Vernon married Elizabeth Meadows. We went to visit Bessie in Standish, Wigan, in September 2010. Bessie said she was 38 when she and Vernon bought a grocery shop and butcher business so that they could combine them and make a Post Office. Vernon was the Post Master. Ellis Leach (son of John William Leach) came over to England on business in about 1959. He flew to Manchester and took a taxi to see Vernon and Bessie. Their son, Ian, was probably 11 or 13 at the time and he remembers Ellis as a small man and that he was the head of a carpet company in Connecticut.

Vernon Aspinall b. 1915 with his cousin Tom Leach b. 1912

Their mother, Mary Leach, died 6th August 1921 and by this time Deb was the only one left living at 13 Vauxhall Road. Deb and her family lived in her parent's home all their married life. When her sister, San, visited Deb in 1951, she found that the care packages they had sent to her from the United States during World War II had not been opened! Deb's house had a toilet at the back of the garden. There was never any running hot water in the house.

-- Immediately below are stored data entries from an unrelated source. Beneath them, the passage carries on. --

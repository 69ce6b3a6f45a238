use serde::{Serialize, Deserialize};
use crate::skills::classifier::WeaknessShape;
use crate::skills::model::Skill;

pub const PRACTICE_DAYS: u8 = 6;
pub const WEEKLY_CHECK_DAY: u8 = 7;
/// Sets per practice day.
pub const DAILY_SET_TARGET: u32 = 9;

/// Practice sets per skill for one day.
#[derive(Debug, Clone, Copy, PartialEq, Eq, Default, Serialize, Deserialize)]
pub struct DailyAllocation {
    #[serde(default)]
    pub vocab: u32,
    #[serde(default)]
    pub grammar: u32,
    #[serde(default)]
    pub reading: u32,
}

impl DailyAllocation {
    pub const fn zero() -> Self {
        DailyAllocation { vocab: 0, grammar: 0, reading: 0 }
    }

    pub fn get(&self, skill: Skill) -> u32 {
        match skill {
            Skill::Vocab => self.vocab,
            Skill::Grammar => self.grammar,
            Skill::Reading => self.reading,
        }
    }

    fn with(mut self, skill: Skill, sets: u32) -> Self {
        match skill {
            Skill::Vocab => self.vocab = sets,
            Skill::Grammar => self.grammar = sets,
            Skill::Reading => self.reading = sets,
        }
        self
    }

    pub fn total(&self) -> u32 {
        self.vocab + self.grammar + self.reading
    }

    /// Skills with their counts, largest share first; ties keep skill priority.
    pub fn by_share(&self) -> [(Skill, u32); 3] {
        let mut shares = Skill::ALL.map(|s| (s, self.get(s)));
        shares.sort_by(|a, b| b.1.cmp(&a.1).then(a.0.cmp(&b.0)));
        shares
    }
}

/// Split the nine daily sets for a practice day (1..=6).
pub fn allocate(shape: &WeaknessShape, day_index: u8) -> DailyAllocation {
    let base = DailyAllocation::zero();
    match *shape {
        WeaknessShape::AllEqual => DailyAllocation { vocab: 3, grammar: 3, reading: 3 },
        WeaknessShape::OneWeak { skill } => Skill::ALL
            .iter()
            .fold(base, |acc, s| acc.with(*s, if *s == skill { 5 } else { 2 })),
        WeaknessShape::TwoWeakTie { weak_a, weak_b, strongest } => {
            let (a, b) = if day_index % 2 == 0 { (3, 4) } else { (4, 3) };
            base.with(weak_a, a).with(weak_b, b).with(strongest, 2)
        }
        WeaknessShape::Stair { order: [w1, w2, w3] } => base.with(w1, 4).with(w2, 3).with(w3, 2),
    }
}

/// Like [`allocate`], but the weekly-check day always gets nothing.
pub fn allocation_for_day(shape: &WeaknessShape, day_index: u8) -> DailyAllocation {
    if day_index >= WEEKLY_CHECK_DAY {
        DailyAllocation::zero()
    } else {
        allocate(shape, day_index)
    }
}

#[cfg(test)]
mod tests {
    use super::*;
    use crate::skills::classifier::classify;
    use crate::skills::model::SkillRates;

    fn shapes() -> Vec<WeaknessShape> {
        vec![
            WeaknessShape::AllEqual,
            WeaknessShape::OneWeak { skill: Skill::Grammar },
            WeaknessShape::TwoWeakTie { weak_a: Skill::Grammar, weak_b: Skill::Reading, strongest: Skill::Vocab },
            WeaknessShape::Stair { order: [Skill::Reading, Skill::Vocab, Skill::Grammar] },
        ]
    }

    #[test]
    fn test_practice_days_sum_to_nine_and_check_day_to_zero() {
        for shape in shapes() {
            for day in 1..=PRACTICE_DAYS {
                assert_eq!(allocation_for_day(&shape, day).total(), DAILY_SET_TARGET);
            }
            assert_eq!(allocation_for_day(&shape, WEEKLY_CHECK_DAY).total(), 0);
        }
    }

    #[test]
    fn test_one_weak_day_three() {
        let shape = classify(&SkillRates::new(40.0, 90.0, 90.0));
        assert_eq!(allocate(&shape, 3), DailyAllocation { vocab: 5, grammar: 2, reading: 2 });
    }

    #[test]
    fn test_two_weak_tie_alternates_by_parity() {
        let shape = classify(&SkillRates::new(50.0, 50.0, 90.0));
        assert_eq!(allocate(&shape, 2), DailyAllocation { vocab: 3, grammar: 4, reading: 2 });
        assert_eq!(allocate(&shape, 3), DailyAllocation { vocab: 4, grammar: 3, reading: 2 });
    }

    #[test]
    fn test_stair_weakest_gets_most() {
        let shape = WeaknessShape::Stair { order: [Skill::Reading, Skill::Vocab, Skill::Grammar] };
        for day in 1..=PRACTICE_DAYS {
            assert_eq!(allocate(&shape, day), DailyAllocation { vocab: 3, grammar: 2, reading: 4 });
        }
    }

    #[test]
    fn test_by_share_orders_descending_with_priority() {
        let alloc = DailyAllocation { vocab: 2, grammar: 5, reading: 2 };
        assert_eq!(alloc.by_share(), [(Skill::Grammar, 5), (Skill::Vocab, 2), (Skill::Reading, 2)]);
    }
}
pub mod analytics;
pub mod brain;
pub mod cache;
pub mod config;
pub mod error;
pub mod logging;
pub mod memory;
pub mod metrics;
pub mod problems;
pub mod progression;
pub mod routes;
pub mod sessions;
pub mod skills;
pub mod state;

use std::path::Path;
use std::sync::Arc;

/// Start-up for a host process: logging, config, question bank, state.
/// Stores under the configured data dir and uses the system clock.
pub fn init(question_dir: &Path, plan: state::Plan) -> state::AppState {
    logging::init_logging();
    tracing::info!("JLPT coach starting");

    let config = config::SchedulerConfig::load_or_default();
    let bank = problems::InMemoryQuestionBank::load_dir(question_dir);
    if bank.is_empty() {
        tracing::warn!(path = ?question_dir, "Question bank is empty, practice sets will be empty");
    }

    state::AppState::with_defaults(Arc::new(bank), Arc::new(state::StaticPlan(plan)), config)
}
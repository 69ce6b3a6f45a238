use crate::skills::model::Level;

/// Starting practice level from the diagnostic estimate and the goal.
///
/// At or one below the goal starts at the goal; two or more below starts
/// one level under the goal; no estimate starts at the goal.
pub fn resolve_practice_level(estimate: Option<Level>, goal: Level) -> Level {
    let Some(estimate) = estimate else {
        return goal;
    };
    let gap = goal.rank().saturating_sub(estimate.rank());
    let level = if gap >= 2 { goal.easier() } else { goal };
    tracing::debug!(estimate = %estimate, goal = %goal, practice_level = %level, "Resolved practice level");
    level
}
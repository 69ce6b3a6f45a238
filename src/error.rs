use serde::{Serialize, Deserialize};
use std::fmt;

/// Unified error type for the scheduler core and its command facade.
/// Data-shape problems are normalized away before they get here; this
/// carries only genuine failures (store writes, unknown ids, missing setup).
#[derive(Debug, Clone, Serialize, Deserialize)]
pub struct CoachError {
    pub message: String,
    pub stage: String,
    pub context: Option<String>,
    pub source: Option<String>,
}

impl CoachError {
    /// Create a new error with stage and message
    pub fn new<S: Into<String>>(message: S, stage: &'static str) -> Self {
        CoachError {
            message: message.into(),
            stage: stage.to_string(),
            context: None,
            source: None,
        }
    }

    /// Add additional context information
    pub fn with_context<S: Into<String>>(mut self, context: S) -> Self {
        self.context = Some(context.into());
        self
    }

    /// Add source error information
    pub fn with_source<S: Into<String>>(mut self, source: S) -> Self {
        self.source = Some(source.into());
        self
    }
}

impl fmt::Display for CoachError {
    fn fmt(&self, f: &mut fmt::Formatter<'_>) -> fmt::Result {
        write!(f, "[{}] {}", self.stage, self.message)?;
        if let Some(ref context) = self.context {
            write!(f, " (context: {})", context)?;
        }
        if let Some(ref source) = self.source {
            write!(f, " (source: {})", source)?;
        }
        Ok(())
    }
}

impl std::error::Error for CoachError {}

impl From<anyhow::Error> for CoachError {
    fn from(err: anyhow::Error) -> Self {
        CoachError::new(format!("{:#}", err), "unknown").with_source("anyhow")
    }
}

impl From<std::io::Error> for CoachError {
    fn from(err: std::io::Error) -> Self {
        CoachError::new(format!("I/O error: {}", err), "io").with_source("std::io")
    }
}

impl From<serde_json::Error> for CoachError {
    fn from(err: serde_json::Error) -> Self {
        CoachError::new(format!("JSON error: {}", err), "json").with_source("serde_json")
    }
}

impl From<crate::memory::store::StoreError> for CoachError {
    fn from(err: crate::memory::store::StoreError) -> Self {
        CoachError::new(err.to_string(), "store").with_source("kv_store")
    }
}
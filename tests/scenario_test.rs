use jlpt_coach_lib::config::PromotionRules;
use jlpt_coach_lib::progression::{resolve_practice_level, PromotionState};
use jlpt_coach_lib::sessions::{SkillScores, WeeklyCheckResult};
use jlpt_coach_lib::skills::{classify, Level, Skill, SkillRates, WeaknessShape};
use jlpt_coach_lib::brain::allocation::allocate;

fn check(level: Level, rate: f64) -> WeeklyCheckResult {
    WeeklyCheckResult::from_scores(level, SkillScores::from_rates(&SkillRates::new(rate, rate, rate), 10))
}

#[test]
fn test_far_below_goal_practices_one_level_down() {
    assert_eq!(resolve_practice_level(Some(Level::N5), Level::N3), Level::N4);
    assert_eq!(resolve_practice_level(Some(Level::N4), Level::N3), Level::N3);
    assert_eq!(resolve_practice_level(None, Level::N2), Level::N2);
}

#[test]
fn test_three_strong_weeks_reach_goal() {
    let rules = PromotionRules::default();
    let mut state = PromotionState::seeded(Level::N3, Some(Level::N5));
    assert_eq!(state.current_practice_level, Level::N4);

    let first = state.record_weekly_check("2026-W42", "t1", &check(Level::N4, 0.95), &rules);
    assert_eq!(first.promotion_streak_after_save, 1);
    let second = state.record_weekly_check("2026-W43", "t2", &check(Level::N4, 0.92), &rules);
    assert_eq!(second.promotion_streak_after_save, 2);
    let third = state.record_weekly_check("2026-W44", "t3", &check(Level::N4, 0.91), &rules);

    assert!(third.promoted);
    assert_eq!(third.current_practice_level_after_save, Level::N3);
    assert_eq!(state.current_practice_level, Level::N3);
    assert_eq!(state.promotion_streak, 0);

    // At the goal now: further passes never push past it.
    for week in ["2026-W45", "2026-W46", "2026-W47"] {
        state.record_weekly_check(week, "t", &check(Level::N3, 1.0), &rules);
    }
    assert_eq!(state.current_practice_level, Level::N3);
}

#[test]
fn test_weak_reading_plan() {
    let shape = classify(&SkillRates::new(0.8, 0.8, 0.4));
    assert_eq!(shape, WeaknessShape::OneWeak { skill: Skill::Reading });
    let allocation = allocate(&shape, 1);
    assert_eq!((allocation.vocab, allocation.grammar, allocation.reading), (2, 2, 5));
}

#[test]
fn test_two_weak_tie_alternates_by_day() {
    let shape = classify(&SkillRates::new(0.5, 0.5, 0.9));
    let odd = allocate(&shape, 1);
    let even = allocate(&shape, 2);
    assert_eq!(odd.total(), 9);
    assert_eq!(even.total(), 9);
    assert_eq!(odd.reading, 2);
    assert_ne!((odd.vocab, odd.grammar), (even.vocab, even.grammar));
}
//! GitHub-flavored markdown anchor/slug generation for the rule index.

/// Generate an index link for a rule name.
pub fn render_toc_link(text: &str) -> String {
    format!("[{}](#{})", text, github_slug(text))
}

/// Generate an index list item.
pub fn render_toc_item(title: &str) -> String {
    format!("* {}", render_toc_link(title))
}

/// GitHub heading anchor slug: lowercase, keep alphanumerics, spaces, and
/// hyphens, then turn spaces into hyphens.
fn github_slug(text: &str) -> String {
    let mut slug = String::with_capacity(text.len());
    for c in text.to_lowercase().chars() {
        if c.is_alphanumeric() || c == ' ' || c == '-' {
            slug.push(c);
        }
    }
    slug.replace(' ', "-")
}
//! JSON renderer — structured output for tooling integration.
//!
//! Serializes the rule catalogue directly; the caller decides what to do
//! with diagnostics, so only rules appear here.

use crate::model::{Extraction, RuleEntry};
use crate::render::Renderer;

pub struct JsonRenderer;

impl Renderer for JsonRenderer {
    fn render(&self, extraction: &Extraction) -> String {
        let mut out = String::new();
        out.push_str("{\n  \"rules\": [\n");

        let total = extraction.rules.len();
        for (i, rule) in extraction.rules.values().enumerate() {
            out.push_str(&render_rule_json(rule));
            if i < total - 1 {
                out.push_str(",\n");
            } else {
                out.push('\n');
            }
        }

        out.push_str("  ]\n}\n");
        out
    }

    fn file_extension(&self) -> &str {
        "json"
    }
}

fn render_rule_json(rule: &RuleEntry) -> String {
    let mut out = String::new();
    out.push_str("    {\n");
    out.push_str(&format!("      \"name\": \"{}\",\n", json_escape(&rule.name)));
    out.push_str(&format!(
        "      \"description\": \"{}\",\n",
        json_escape(&rule.description)
    ));

    out.push_str("      \"parameters\": [");
    if rule.parameters.is_empty() {
        out.push_str("]\n");
    } else {
        out.push('\n');
        for (i, param) in rule.parameters.iter().enumerate() {
            let comma = if i < rule.parameters.len() - 1 { "," } else { "" };
            out.push_str(&format!(
                "        {{ \"key\": \"{}\", \"description\": \"{}\", \"default\": \"{}\" }}{}\n",
                json_escape(&param.key),
                json_escape(&param.description),
                json_escape(&param.default_value),
                comma
            ));
        }
        out.push_str("      ]\n");
    }

    out.push_str("    }");
    out
}

fn json_escape(s: &str) -> String {
    s.replace('\\', "\\\\")
        .replace('"', "\\\"")
        .replace('\n', "\\n")
        .replace('\r', "\\r")
        .replace('\t', "\\t")
}

#[cfg(test)]
mod tests {
    use super::*;
    use crate::model::RuleParameter;

    #[test]
    fn renders_rules_with_parameters() {
        let mut extraction = Extraction::default();
        extraction.rules.insert(
            "FooBar".to_string(),
            RuleEntry {
                name: "FooBar".to_string(),
                description: "<p>line one</p>\n".to_string(),
                parameters: vec![RuleParameter {
                    key: "max".to_string(),
                    description: "says \"hi\"".to_string(),
                    default_value: "10".to_string(),
                }],
            },
        );

        let output = JsonRenderer.render(&extraction);
        assert!(output.contains("\"name\": \"FooBar\""));
        assert!(output.contains("\\n"));
        assert!(output.contains("says \\\"hi\\\""));
        assert!(output.contains("\"default\": \"10\""));
    }

    #[test]
    fn empty_extraction_is_an_empty_list() {
        let output = JsonRenderer.render(&Extraction::default());
        assert_eq!(output, "{\n  \"rules\": [\n  ]\n}\n");
    }
}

Trevor remembers visiting his Aunt Deb's house. The living room had a black ornate cuckoo clock on the left hand side wall. Deb let Trevor wind up the clock by pulling down on the long chain that hung down. He liked it when the cuckoo came out. Deb always wore black which made her a little frightening. She was a very petite lady. Trevor remembers her lovely smile.

Jim's sister, Mary Elizabeth Leach (Betty) was born 24th February 1871 and married J Belshaw in June 1903 and had a son, James Belshaw (born 10 May 1905 in Wigan) and a daughter Eleanor (born 19 January 1899). It appears that they left England to live in the United States of America in 1909.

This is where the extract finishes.